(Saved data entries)
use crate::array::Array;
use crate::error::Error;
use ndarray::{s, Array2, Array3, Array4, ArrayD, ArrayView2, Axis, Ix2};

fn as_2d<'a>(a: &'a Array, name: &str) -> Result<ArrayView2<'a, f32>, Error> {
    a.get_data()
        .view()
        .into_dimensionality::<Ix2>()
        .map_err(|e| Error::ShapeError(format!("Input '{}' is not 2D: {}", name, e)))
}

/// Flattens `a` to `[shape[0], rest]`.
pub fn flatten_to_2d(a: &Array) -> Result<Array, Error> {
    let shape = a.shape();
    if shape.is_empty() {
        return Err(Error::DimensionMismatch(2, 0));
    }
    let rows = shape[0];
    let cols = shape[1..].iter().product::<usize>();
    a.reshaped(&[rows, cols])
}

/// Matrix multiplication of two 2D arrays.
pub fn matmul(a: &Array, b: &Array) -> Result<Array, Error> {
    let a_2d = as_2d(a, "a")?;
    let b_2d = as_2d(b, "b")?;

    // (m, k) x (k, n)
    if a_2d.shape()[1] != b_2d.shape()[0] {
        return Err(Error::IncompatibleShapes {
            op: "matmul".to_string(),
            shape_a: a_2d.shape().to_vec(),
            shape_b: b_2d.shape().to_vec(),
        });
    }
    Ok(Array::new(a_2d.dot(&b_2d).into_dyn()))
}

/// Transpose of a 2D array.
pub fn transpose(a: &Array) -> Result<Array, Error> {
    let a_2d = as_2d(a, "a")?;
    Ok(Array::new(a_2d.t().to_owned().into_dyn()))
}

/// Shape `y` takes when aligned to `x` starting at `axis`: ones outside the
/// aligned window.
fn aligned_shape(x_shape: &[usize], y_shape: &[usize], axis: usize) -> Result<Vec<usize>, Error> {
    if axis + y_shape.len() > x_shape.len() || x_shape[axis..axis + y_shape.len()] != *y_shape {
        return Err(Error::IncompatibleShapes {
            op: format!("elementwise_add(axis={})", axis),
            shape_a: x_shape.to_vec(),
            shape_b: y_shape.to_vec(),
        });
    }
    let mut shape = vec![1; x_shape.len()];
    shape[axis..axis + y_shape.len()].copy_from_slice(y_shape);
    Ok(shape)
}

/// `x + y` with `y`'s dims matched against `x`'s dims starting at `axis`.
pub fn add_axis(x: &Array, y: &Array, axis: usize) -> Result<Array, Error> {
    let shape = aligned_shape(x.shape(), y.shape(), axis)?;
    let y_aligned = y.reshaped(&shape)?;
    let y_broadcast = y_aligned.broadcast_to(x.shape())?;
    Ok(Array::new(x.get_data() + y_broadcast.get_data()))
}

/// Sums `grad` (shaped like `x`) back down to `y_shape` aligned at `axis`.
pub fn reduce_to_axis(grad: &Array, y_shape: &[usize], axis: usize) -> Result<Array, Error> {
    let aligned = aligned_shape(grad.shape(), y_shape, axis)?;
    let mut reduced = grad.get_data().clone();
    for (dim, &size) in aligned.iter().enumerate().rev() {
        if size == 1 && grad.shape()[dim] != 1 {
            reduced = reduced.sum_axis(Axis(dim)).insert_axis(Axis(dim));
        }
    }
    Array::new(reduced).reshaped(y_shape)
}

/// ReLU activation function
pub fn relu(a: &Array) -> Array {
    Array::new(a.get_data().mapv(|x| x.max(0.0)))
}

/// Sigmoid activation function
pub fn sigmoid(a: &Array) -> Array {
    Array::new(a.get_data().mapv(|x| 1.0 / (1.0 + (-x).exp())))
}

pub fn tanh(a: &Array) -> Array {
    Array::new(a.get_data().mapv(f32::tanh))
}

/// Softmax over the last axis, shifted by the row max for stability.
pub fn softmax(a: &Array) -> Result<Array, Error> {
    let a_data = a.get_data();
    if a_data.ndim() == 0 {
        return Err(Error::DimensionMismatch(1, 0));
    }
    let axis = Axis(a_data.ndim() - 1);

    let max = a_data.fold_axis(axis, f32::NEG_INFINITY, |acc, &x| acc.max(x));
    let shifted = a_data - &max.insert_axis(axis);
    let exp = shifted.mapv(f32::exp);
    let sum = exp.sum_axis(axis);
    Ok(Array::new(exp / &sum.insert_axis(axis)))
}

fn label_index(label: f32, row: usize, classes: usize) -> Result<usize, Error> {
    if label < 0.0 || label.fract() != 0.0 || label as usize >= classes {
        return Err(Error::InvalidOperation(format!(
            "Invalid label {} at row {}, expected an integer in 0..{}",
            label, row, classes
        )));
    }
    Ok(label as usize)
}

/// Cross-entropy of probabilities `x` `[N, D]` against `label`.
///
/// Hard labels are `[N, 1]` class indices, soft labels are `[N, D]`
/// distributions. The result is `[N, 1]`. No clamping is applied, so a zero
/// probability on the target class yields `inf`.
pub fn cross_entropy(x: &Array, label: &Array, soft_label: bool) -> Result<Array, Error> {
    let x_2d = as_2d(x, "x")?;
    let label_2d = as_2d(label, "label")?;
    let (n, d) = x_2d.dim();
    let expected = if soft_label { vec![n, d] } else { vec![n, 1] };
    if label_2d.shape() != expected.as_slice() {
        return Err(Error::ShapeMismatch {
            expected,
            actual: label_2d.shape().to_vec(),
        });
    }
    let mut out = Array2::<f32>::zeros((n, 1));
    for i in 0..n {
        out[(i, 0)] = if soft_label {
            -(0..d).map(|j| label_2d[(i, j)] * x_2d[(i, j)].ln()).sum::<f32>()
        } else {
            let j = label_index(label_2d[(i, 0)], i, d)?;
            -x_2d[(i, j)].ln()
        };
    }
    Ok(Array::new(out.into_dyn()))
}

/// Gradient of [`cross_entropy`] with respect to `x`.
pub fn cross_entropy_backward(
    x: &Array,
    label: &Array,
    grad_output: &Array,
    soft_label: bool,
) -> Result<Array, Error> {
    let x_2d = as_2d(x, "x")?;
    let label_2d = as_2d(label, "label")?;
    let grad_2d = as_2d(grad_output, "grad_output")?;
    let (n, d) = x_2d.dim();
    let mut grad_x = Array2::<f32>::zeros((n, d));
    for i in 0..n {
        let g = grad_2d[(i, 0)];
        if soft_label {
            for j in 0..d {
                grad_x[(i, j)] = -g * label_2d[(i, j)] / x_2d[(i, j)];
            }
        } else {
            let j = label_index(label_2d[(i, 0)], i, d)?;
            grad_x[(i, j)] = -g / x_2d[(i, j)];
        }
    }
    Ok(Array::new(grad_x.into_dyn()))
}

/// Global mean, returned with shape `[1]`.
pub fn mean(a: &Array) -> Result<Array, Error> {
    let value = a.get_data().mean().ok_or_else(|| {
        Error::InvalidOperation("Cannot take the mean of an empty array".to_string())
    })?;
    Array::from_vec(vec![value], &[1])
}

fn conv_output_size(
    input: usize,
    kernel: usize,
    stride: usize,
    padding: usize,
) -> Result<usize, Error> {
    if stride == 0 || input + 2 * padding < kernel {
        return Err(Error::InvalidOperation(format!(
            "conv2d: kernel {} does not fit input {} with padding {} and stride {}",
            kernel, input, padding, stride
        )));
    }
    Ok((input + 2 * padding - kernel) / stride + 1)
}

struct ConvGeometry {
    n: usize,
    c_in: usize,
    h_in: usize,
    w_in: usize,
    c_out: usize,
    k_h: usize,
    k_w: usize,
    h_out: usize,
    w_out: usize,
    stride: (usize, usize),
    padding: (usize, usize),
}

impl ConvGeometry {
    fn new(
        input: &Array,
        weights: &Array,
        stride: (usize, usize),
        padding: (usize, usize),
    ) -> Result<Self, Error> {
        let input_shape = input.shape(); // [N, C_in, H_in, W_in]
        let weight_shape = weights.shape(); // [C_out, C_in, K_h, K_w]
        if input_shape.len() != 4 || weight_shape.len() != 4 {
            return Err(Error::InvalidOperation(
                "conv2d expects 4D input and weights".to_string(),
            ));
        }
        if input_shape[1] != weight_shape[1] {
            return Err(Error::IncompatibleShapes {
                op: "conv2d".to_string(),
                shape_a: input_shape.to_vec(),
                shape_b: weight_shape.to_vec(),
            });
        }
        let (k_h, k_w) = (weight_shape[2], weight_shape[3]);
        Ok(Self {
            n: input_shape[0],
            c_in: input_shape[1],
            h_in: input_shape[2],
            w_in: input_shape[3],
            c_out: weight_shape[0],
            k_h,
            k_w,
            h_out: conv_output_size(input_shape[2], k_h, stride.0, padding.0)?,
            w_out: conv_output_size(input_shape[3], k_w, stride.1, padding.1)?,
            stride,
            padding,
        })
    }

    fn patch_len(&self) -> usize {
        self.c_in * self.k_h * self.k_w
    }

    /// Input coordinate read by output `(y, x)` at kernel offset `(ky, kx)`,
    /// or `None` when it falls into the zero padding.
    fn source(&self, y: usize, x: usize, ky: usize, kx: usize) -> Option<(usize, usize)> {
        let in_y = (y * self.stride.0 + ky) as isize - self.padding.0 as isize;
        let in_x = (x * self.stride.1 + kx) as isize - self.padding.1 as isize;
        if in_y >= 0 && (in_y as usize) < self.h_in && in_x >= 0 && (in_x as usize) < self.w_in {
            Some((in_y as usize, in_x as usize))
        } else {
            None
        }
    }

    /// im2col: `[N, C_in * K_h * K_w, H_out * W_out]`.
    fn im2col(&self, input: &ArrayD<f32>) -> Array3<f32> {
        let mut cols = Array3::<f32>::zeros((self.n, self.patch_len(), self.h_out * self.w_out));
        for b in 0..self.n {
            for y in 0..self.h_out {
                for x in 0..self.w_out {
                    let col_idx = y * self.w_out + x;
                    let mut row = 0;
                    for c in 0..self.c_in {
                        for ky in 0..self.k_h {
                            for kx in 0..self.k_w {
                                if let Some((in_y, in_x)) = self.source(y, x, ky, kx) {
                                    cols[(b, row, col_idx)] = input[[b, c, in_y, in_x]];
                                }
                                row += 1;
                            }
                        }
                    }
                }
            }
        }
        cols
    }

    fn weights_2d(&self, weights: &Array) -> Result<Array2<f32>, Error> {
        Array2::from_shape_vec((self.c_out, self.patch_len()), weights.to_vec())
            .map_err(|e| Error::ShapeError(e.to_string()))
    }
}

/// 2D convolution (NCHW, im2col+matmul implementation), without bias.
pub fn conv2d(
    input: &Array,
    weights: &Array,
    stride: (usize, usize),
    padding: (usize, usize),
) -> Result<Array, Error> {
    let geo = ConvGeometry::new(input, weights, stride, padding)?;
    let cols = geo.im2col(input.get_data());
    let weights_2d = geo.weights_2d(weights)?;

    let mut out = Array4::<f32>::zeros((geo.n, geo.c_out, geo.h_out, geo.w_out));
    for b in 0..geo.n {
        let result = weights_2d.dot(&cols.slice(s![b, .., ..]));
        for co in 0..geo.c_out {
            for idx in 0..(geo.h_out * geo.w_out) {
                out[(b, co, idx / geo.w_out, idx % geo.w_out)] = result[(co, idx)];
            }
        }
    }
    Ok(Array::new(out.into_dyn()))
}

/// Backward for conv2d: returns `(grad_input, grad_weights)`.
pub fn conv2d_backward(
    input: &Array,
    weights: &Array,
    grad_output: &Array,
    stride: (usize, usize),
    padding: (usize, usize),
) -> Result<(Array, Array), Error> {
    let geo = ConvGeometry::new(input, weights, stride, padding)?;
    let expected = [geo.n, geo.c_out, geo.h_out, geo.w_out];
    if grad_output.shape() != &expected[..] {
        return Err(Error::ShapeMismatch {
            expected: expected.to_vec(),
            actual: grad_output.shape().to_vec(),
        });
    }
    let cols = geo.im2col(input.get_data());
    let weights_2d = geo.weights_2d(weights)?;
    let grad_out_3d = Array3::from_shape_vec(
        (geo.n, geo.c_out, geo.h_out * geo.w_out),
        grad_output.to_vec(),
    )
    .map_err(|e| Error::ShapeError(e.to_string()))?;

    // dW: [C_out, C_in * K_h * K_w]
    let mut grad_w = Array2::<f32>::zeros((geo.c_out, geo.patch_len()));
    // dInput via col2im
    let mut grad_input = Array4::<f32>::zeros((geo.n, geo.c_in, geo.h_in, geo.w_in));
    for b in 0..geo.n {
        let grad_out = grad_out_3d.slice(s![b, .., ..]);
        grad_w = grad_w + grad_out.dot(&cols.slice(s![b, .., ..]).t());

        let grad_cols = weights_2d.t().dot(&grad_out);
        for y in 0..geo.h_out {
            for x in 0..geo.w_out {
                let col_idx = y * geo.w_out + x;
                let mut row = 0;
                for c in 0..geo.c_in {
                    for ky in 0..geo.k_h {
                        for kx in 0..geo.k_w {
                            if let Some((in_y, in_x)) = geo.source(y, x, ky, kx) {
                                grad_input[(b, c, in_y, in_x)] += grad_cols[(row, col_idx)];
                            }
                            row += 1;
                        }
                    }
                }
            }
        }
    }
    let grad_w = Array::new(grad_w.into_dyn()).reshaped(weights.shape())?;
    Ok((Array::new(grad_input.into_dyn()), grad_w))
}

**Exercise**
Return word for word the lines above from the line with "kernel, input, padding, stride" to the line with "Some((in_y as usize, in_x", including both and leaving out all others.

**Worked solution**
            kernel, input, padding, stride
        )));
    }
    Ok((input + 2 * padding - kernel) / stride + 1)
}

struct ConvGeometry {
    n: usize,
    c_in: usize,
    h_in: usize,
    w_in: usize,
    c_out: usize,
    k_h: usize,
    k_w: usize,
    h_out: usize,
    w_out: usize,
    stride: (usize, usize),
    padding: (usize, usize),
}

impl ConvGeometry {
    fn new(
        input: &Array,
        weights: &Array,
        stride: (usize, usize),
        padding: (usize, usize),
    ) -> Result<Self, Error> {
        let input_shape = input.shape(); // [N, C_in, H_in, W_in]
        let weight_shape = weights.shape(); // [C_out, C_in, K_h, K_w]
        if input_shape.len() != 4 || weight_shape.len() != 4 {
            return Err(Error::InvalidOperation(
                "conv2d expects 4D input and weights".to_string(),
            ));
        }
        if input_shape[1] != weight_shape[1] {
            return Err(Error::IncompatibleShapes {
                op: "conv2d".to_string(),
                shape_a: input_shape.to_vec(),
                shape_b: weight_shape.to_vec(),
            });
        }
        let (k_h, k_w) = (weight_shape[2], weight_shape[3]);
        Ok(Self {
            n: input_shape[0],
            c_in: input_shape[1],
            h_in: input_shape[2],
            w_in: input_shape[3],
            c_out: weight_shape[0],
            k_h,
            k_w,
            h_out: conv_output_size(input_shape[2], k_h, stride.0, padding.0)?,
            w_out: conv_output_size(input_shape[3], k_w, stride.1, padding.1)?,
            stride,
            padding,
        })
    }

    fn patch_len(&self) -> usize {
        self.c_in * self.k_h * self.k_w
    }

    /// Input coordinate read by output `(y, x)` at kernel offset `(ky, kx)`,
    /// or `None` when it falls into the zero padding.
    fn source(&self, y: usize, x: usize, ky: usize, kx: usize) -> Option<(usize, usize)> {
        let in_y = (y * self.stride.0 + ky) as isize - self.padding.0 as isize;
        let in_x = (x * self.stride.1 + kx) as isize - self.padding.1 as isize;
        if in_y >= 0 && (in_y as usize) < self.h_in && in_x >= 0 && (in_x as usize) < self.w_in {
            Some((in_y as usize, in_x as usize))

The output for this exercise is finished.